BioLegend
- Company type: Subsidiary
- Industry: Biotechnology
- Founded: 2002
- Headquarters: San Diego, California, U.S.
- Area served: Worldwide
- Key people: Gene Lay, D.V.M., Founder and CEO
- Products: Antibodies, ELISA Kits and Sets, Recombinant Proteins, Custom Assay Development, Buffers and Solutions
- Parent: Revvity
- Website: biolegend.com

= BioLegend =

American biotechnology company

BioLegend is a global developer and manufacturer of antibodies and reagents used in biomedical research located in San Diego, California. It was incorporated in June 2002 and has since expanded to include BioLegend Japan KK, where it is partnered with Tomy Digital Biology Co., Ltd. in Tokyo, BioLegend Europe in the United Kingdom, BioLegend GmbH in Germany, and BioLegend UK Ltd in the United Kingdom. In July 2021, BioLegend was acquired by PerkinElmer for $5.25 billion and now operates as Revvity. BioLegend manufactures products in the areas of neuroscience, cell immunophenotyping, cytokines and chemokines, adhesion, cancer research, T regulatory cells, stem cells, innate immunity, cell-cycle analysis, apoptosis, and modification-specific antibodies.
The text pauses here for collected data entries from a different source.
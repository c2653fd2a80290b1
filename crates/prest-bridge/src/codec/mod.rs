//! Composable binary codecs.
//!
//! A [`Codec`] pairs an encoder and a decoder for one data shape. Codecs are
//! stateless values: build them once and share them freely, only the sink or
//! source handed to each call is mutable.
//!
//! - **primitive**: varints, floats, byte buffers, strings, booleans, fractions, arrays
//! - **combinator**: sequences, sets, maps, optionals, tuples, records, packed values
//! - **union**: integer-tagged and typename-tagged sum types
//! - **progress**: wrappers that report one step per unit of work

mod combinator;
mod error;
mod primitive;
mod progress;
mod union;

use std::io::{Read, Write};

pub use combinator::{
    MapOf, Mapped, OptionalOf, Packed, Record, RecordOf, SequenceOf, SetOf, Tuple, map_of, mapped,
    optional_of, packed, record_of, sequence_of, set_of,
};
pub use error::{CodecError, Result};
pub use primitive::{
    ArrayCodec, BoolCodec, BytesCodec, Element, F32Codec, F64Codec, Fraction, FractionCodec,
    IntCodec, NumericArray, StrCodec, UnitCodec, VarintCodec, read_len, read_varint, write_len,
    write_varint,
};
pub use progress::{
    ProgressCodec, ProgressError, SequenceWithProgress, TypenameUnionWithProgress,
    TypenameUnionWithProgressBuilder, WithProgress, sequence_with_progress, with_progress,
};
pub use union::{TaggedUnion, TaggedUnionBuilder, TypenameUnion, TypenameUnionBuilder};

/// Paired encode/decode operations for values of type [`Codec::Value`].
///
/// Every codec must satisfy `decode(encode(x)) == x` for all values in its domain.
pub trait Codec: Send + Sync {
    type Value;

    fn encode(&self, sink: &mut dyn Write, value: &Self::Value) -> Result<()>;

    fn decode(&self, source: &mut dyn Read) -> Result<Self::Value>;

    fn encode_to_vec(&self, value: &Self::Value) -> Result<Vec<u8>> {
        let mut buf = Vec::new();
        self.encode(&mut buf, value)?;
        Ok(buf)
    }

    fn decode_from_slice(&self, bytes: &[u8]) -> Result<Self::Value> {
        let mut source = bytes;
        self.decode(&mut source)
    }
}

impl<C: Codec + ?Sized> Codec for &C {
    type Value = C::Value;

    fn encode(&self, sink: &mut dyn Write, value: &Self::Value) -> Result<()> {
        (**self).encode(sink, value)
    }

    fn decode(&self, source: &mut dyn Read) -> Result<Self::Value> {
        (**self).decode(source)
    }
}

impl<C: Codec + ?Sized> Codec for Box<C> {
    type Value = C::Value;

    fn encode(&self, sink: &mut dyn Write, value: &Self::Value) -> Result<()> {
        (**self).encode(sink, value)
    }

    fn decode(&self, source: &mut dyn Read) -> Result<Self::Value> {
        (**self).decode(source)
    }
}

impl<C: Codec + ?Sized> Codec for std::sync::Arc<C> {
    type Value = C::Value;

    fn encode(&self, sink: &mut dyn Write, value: &Self::Value) -> Result<()> {
        (**self).encode(sink, value)
    }

    fn decode(&self, source: &mut dyn Read) -> Result<Self::Value> {
        (**self).decode(source)
    }
}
Reagents are created for use in flow cytometry, proteogenomics, ELISA, immunoprecipitation, Western blotting, immunofluorescence microscopy, immunohistochemistry, and in vitro or in vivo functional assays.

== History ==
BioLegend was founded by CEO, Gene Lay, D.V.M., who was also the co-founder of PharMingen. In 2011, BioLegend co-developed and introduced Brilliant Violet(TM)-conjugated antibodies, using a novel fluorophore based on Nobel Prize-winning chemistry developed by Sirigen. In 2018, BioLegend introduced TotalSeq™ antibody-oligonucleotide conjugates for use in single cell proteogenomics analysis. BioLegend continued expansion and moved into a new 8-acre campus at BioLegend Way in 2019 with state of the art facilities designed to accommodate up to 1000 employees.